A beautiful cameo from one of the 'fat, balding middle-aged pillocks' during 'The Classical'. Well built, follically-challenged guy at the front loving every second of the gig but making a bit of a fool of himself, trying to get MES to shake hands with him, overdoing the pointing at the band, generally over-zealous. Basically, due to MES getting his leads in a tangle, one of the mics and its stand fell into the crowd. Our friend reconstructs the stand, places mic in the holster and right on cue joins in the singing, a belting 'This is the home of the vain! This is the home of the vain!' during 'The Classical'. I loved him for that. Genius. A bit of a ruck ensued after that as a roadie and a Guildhall employee had a go at him. However , the well built, follically-challenged guy at the front saw them both off with style, pushing the Guildhall employee away in cowboy bar-room brawl style. He remained among us and I thoroughly enjoyed him. MES did too I felt.

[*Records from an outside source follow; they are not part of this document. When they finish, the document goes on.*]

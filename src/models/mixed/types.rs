//! Core public types for the mixed-model workflow.

use thiserror::Error;

use super::density::{MixedModelDensity, ParameterLayout};
use super::posterior::{ParameterSummary, PosteriorSampleSet};
use super::predictive::{
    PredictionData, PredictiveCheck, PredictiveOptions, PredictiveSampleSet, predictive_check,
    simulate_posterior_predictive,
};
use super::spec::{ModelSpec, SpecError};
use crate::inference::{
    Chain, ConvergenceSummary, ConvergenceThresholds, DiagnosticsError, InferenceError,
    SamplerConfig, Warning, divergence_warnings, summarize_convergence,
};
use crate::input::{Dataset, InputError};
use crate::loo::{LooError, LooOptions, LooResult, PointwiseLogLikelihood, psis_loo};

/// Errors returned by model specification, fitting, and post-processing.
#[derive(Debug, Error)]
pub enum ModelError {
    #[error(transparent)]
    Input(#[from] InputError),
    #[error(transparent)]
    Spec(#[from] SpecError),
    #[error(transparent)]
    Inference(#[from] InferenceError),
    #[error(transparent)]
    Diagnostics(#[from] DiagnosticsError),
    #[error(transparent)]
    Loo(#[from] LooError),
    #[error("posterior draws are required")]
    EmptyPosterior,
    #[error("requested {requested} predictive draws; between 1 and {available} are available")]
    InvalidPredictiveDraws { requested: usize, available: usize },
    #[error("fit snapshot could not be serialised or parsed: {0}")]
    Snapshot(String),
    #[error("fit snapshot does not belong to this dataset: {0}")]
    SnapshotMismatch(String),
}

/// Sampler outcome and convergence diagnostics of one fit.
#[derive(Debug, Clone, PartialEq)]
pub struct FitReport {
    pub model_name: String,
    pub num_chains: usize,
    pub draws_per_chain: usize,
    /// Adapted step size per chain.
    pub step_sizes: Vec<f64>,
    pub divergences: usize,
    /// `None` when chains are too short for split diagnostics.
    pub convergence: Option<ConvergenceSummary>,
    pub warnings: Vec<Warning>,
}

impl FitReport {
    #[must_use]
    pub fn is_converged(&self) -> bool {
        self.convergence
            .as_ref()
            .is_some_and(ConvergenceSummary::is_converged)
    }
}

/// A fitted model: specification, raw chains, pooled posterior, and diagnostics.
#[derive(Debug, Clone)]
pub struct FittedModel {
    spec: ModelSpec,
    config: SamplerConfig,
    thresholds: ConvergenceThresholds,
    density: MixedModelDensity,
    training: PredictionData,
    data_fingerprint: u64,
    chains: Vec<Chain>,
    posterior: PosteriorSampleSet,
    report: FitReport,
}

impl FittedModel {
    /// Pool chains and compute diagnostics.
    pub(crate) fn assemble(
        dataset: &Dataset,
        spec: ModelSpec,
        config: SamplerConfig,
        thresholds: ConvergenceThresholds,
        density: MixedModelDensity,
        chains: Vec<Chain>,
    ) -> Result<Self, ModelError> {
        let names = density.layout().names();
        let convergence =
            match summarize_convergence(&chains, &names, thresholds, config.max_tree_depth) {
                Ok(summary) => Some(summary),
                Err(DiagnosticsError::InsufficientDraws { minimum, found }) => {
                    log::warn!(
                        "model `{}`: {found} draws per chain is below the {minimum} needed for convergence diagnostics",
                        spec.name()
                    );
                    None
                }
                Err(err) => return Err(err.into()),
            };

        let posterior = PosteriorSampleSet::from_chains(&chains, names);
        let report = FitReport {
            model_name: spec.name().to_string(),
            num_chains: chains.len(),
            draws_per_chain: posterior.draws_per_chain(),
            step_sizes: chains
                .iter()
                .map(|chain| chain.adaptation.step_size)
                .collect(),
            divergences: chains.iter().map(Chain::divergences).sum(),
            warnings: convergence.as_ref().map_or_else(
                || divergence_warnings(&chains),
                |summary| summary.warnings.clone(),
            ),
            convergence,
        };

        Ok(Self {
            spec,
            config,
            thresholds,
            density,
            training: PredictionData::from_dataset(dataset),
            data_fingerprint: dataset.fingerprint(),
            chains,
            posterior,
            report,
        })
    }

    #[must_use]
    pub const fn spec(&self) -> &ModelSpec {
        &self.spec
    }

    #[must_use]
    pub const fn config(&self) -> &SamplerConfig {
        &self.config
    }

    #[must_use]
    pub const fn thresholds(&self) -> &ConvergenceThresholds {
        &self.thresholds
    }

    #[must_use]
    pub const fn layout(&self) -> &ParameterLayout {
        self.density.layout()
    }

    #[must_use]
    pub fn chains(&self) -> &[Chain] {
        &self.chains
    }

    #[must_use]
    pub const fn posterior(&self) -> &PosteriorSampleSet {
        &self.posterior
    }

    #[must_use]
    pub const fn report(&self) -> &FitReport {
        &self.report
    }

    #[must_use]
    pub const fn data_fingerprint(&self) -> u64 {
        self.data_fingerprint
    }

    #[must_use]
    pub fn summary(&self) -> Vec<ParameterSummary> {
        self.posterior.summarize()
    }

    /// Pointwise log likelihood of the training data for every posterior draw.
    ///
    /// # Errors
    ///
    /// Returns `ModelError` if the posterior is empty or a value is non-finite.
    pub fn log_likelihood_matrix(&self) -> Result<PointwiseLogLikelihood, ModelError> {
        if self.posterior.is_empty() {
            return Err(ModelError::EmptyPosterior);
        }
        let rows = self
            .posterior
            .draws()
            .iter()
            .map(|draw| self.density.pointwise_log_likelihood(draw))
            .collect::<Vec<_>>();
        Ok(PointwiseLogLikelihood::from_draws(&rows)?.with_data_fingerprint(self.data_fingerprint))
    }

    /// PSIS-LOO on the training data.
    ///
    /// # Errors
    ///
    /// Returns `ModelError` if the log-likelihood matrix cannot be built or the
    /// options are invalid.
    pub fn loo(&self, options: &LooOptions) -> Result<LooResult, ModelError> {
        Ok(psis_loo(&self.log_likelihood_matrix()?, options)?)
    }

    /// Simulate responses for new or training rows.
    ///
    /// # Errors
    ///
    /// Returns `ModelError` as [`simulate_posterior_predictive`].
    pub fn posterior_predictive(
        &self,
        data: &PredictionData,
        options: &PredictiveOptions,
    ) -> Result<PredictiveSampleSet, ModelError> {
        simulate_posterior_predictive(self.layout(), &self.posterior, data, options)
    }

    /// Posterior predictive check of a caller-supplied statistic on the training data.
    ///
    /// # Errors
    ///
    /// Returns `ModelError` as [`simulate_posterior_predictive`].
    pub fn posterior_predictive_check<F>(
        &self,
        options: &PredictiveOptions,
        statistic: F,
    ) -> Result<PredictiveCheck, ModelError>
    where
        F: Fn(&[f64]) -> f64,
    {
        let replicated = self.posterior_predictive(&self.training, options)?;
        Ok(predictive_check(
            self.density.response(),
            &replicated,
            statistic,
        ))
    }
}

A much bigger auditorium than I'd expected was pretty much full for that wonderful half-hour or so when The Fall are lurking backstage and the beer is taking effect finally. Big velvety drapes hung round the edges and there were chairs and tables against the walls: like a vast village hall, really. On to a roar as always, and not much later than his now-anonymous musicians, MES looked wise and sober, a different man from last October in Derby to these eyes. His pressed trews and shirt lent him the air of hassled 80s Halfords assistant, though having watched A Part of America Therein earlier in the day by way of preparation, his appearance will always be a shock. Mansion kicked it off, there was Two Librans with the lyrics changes around (Chorus: There were two Librans! Sat on a hill!) and And Therein to follow. I lost it at this point and did my robotic, lurching Fall dance for the rest of the set down at the front. I was disappointed more people didn't come down and groove too - they were probably too busy cursing w##kers like me. So I sweated and cavorted my way through Big New Prinz, Bourgeois Town, Way Round, Mere Pseud Mag Ed, The Classical, an unbelievably good White Lightning (come on, this 'uns a classic!!), and even the unusual swelling beauty of Ketamine Sun. Kick The Can too, Dr Buck's Letter and ... I'm sure you know that feeling. There could have been others, but my hopes and their realisations are now merged. But I'd still like to see Jawbone live, Hip Priest for what would be only my 2nd time, and I'm a Mummy. Time will tell if the chance will come, but this was a stormer of a show, and I still have trouble believing that it came and has now gone!!

Anyone else remember the plaggy bage given away (I think?) by Wolstencroft at Leadmill in about 1994 with Cog Sinister shirt and postcards inside?


Liverpool University Student's Union, Oct. 5, 2002:


Quite enjoyed the gig - I guess it was the usual set - in no order: Mansion / cyber insekt / and therin / 2 librans / Bens/folding/can / way round / touch sensitive / Mere Pseud Mag Ed / Mr Pharmacist / behind the counter / white lightning / Enigrammatic dream / ghost in my house / Classical / bourgoise town / ketamine sun / Dr Bucks letter / telephone thing ....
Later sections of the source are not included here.